EXERCISE DIRECTIONS »
Copy out all lines from the material that contain the string "Restaurants".

EXTRACTED RECORDS »

impl Table {
    /// Every table, in dashboard order
    pub const ALL: [Self; 11] = [
        Self::Users,
        Self::Restaurants,
        Self::Stores,
        Self::Corporate,
        Self::Promos,
        Self::Subscription,
        Self::Offers,
        Self::Invoice,
        Self::Leads,
        Self::RecycleBin,
        Self::CronReports,
    ];

    /// Table name as exposed by the REST layer
    #[must_use]
    pub const fn name(self) -> &'static str {
        match self {
            Self::Users => "users",
            Self::Restaurants => "restaurants",
            Self::Stores => "stores",
            Self::Corporate => "corporate",
            Self::Promos => "promos",
            Self::Subscription => "subscription",
            Self::Offers => "offers",
            Self::Invoice => "invoice",
            Self::Leads => "leads",
            Self::RecycleBin => "recycle_bin",
            Self::CronReports => "cron_reports",
        }
    }

    /// Look a table up by its REST name
    #[must_use]
    pub fn from_name(name: &str) -> Option<Self> {
        Self::ALL.into_iter().find(|t| t.name() == name)
    }
}

impl std::fmt::Display for Table {
    fn fmt(&self, f: &mut std::fmt::Formatter<'_>) -> std::fmt::Result {
        f.write_str(self.name())
    }
}

/// A row type stored in one backend table
pub trait Record: Serialize + DeserializeOwned + Validate + Clone + Send + Sync + 'static {
    /// Table the record lives in
    const TABLE: Table;

    /// Columns matched by free-text search
    const SEARCH_COLUMNS: &'static [&'static str];

    /// Column ordering used for listings
    const ORDER_BY: &'static str = "created_at.desc";

    /// Primary key, absent before insert
    fn id(&self) -> Option<&str>;
}

/// Listing with a free-text `facilities` column
pub trait HasFacilities: Record {
    /// Stored facility labels as written
    fn facilities(&self) -> &[String];
}

fn non_blank(value: &str) -> Result<(), ValidationError> {
    if value.trim().is_empty() {
        return Err(ValidationError::new("blank"));
    }
    Ok(())
}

SOLUTION BELOW »
        Self::Restaurants,
            Self::Restaurants => "restaurants",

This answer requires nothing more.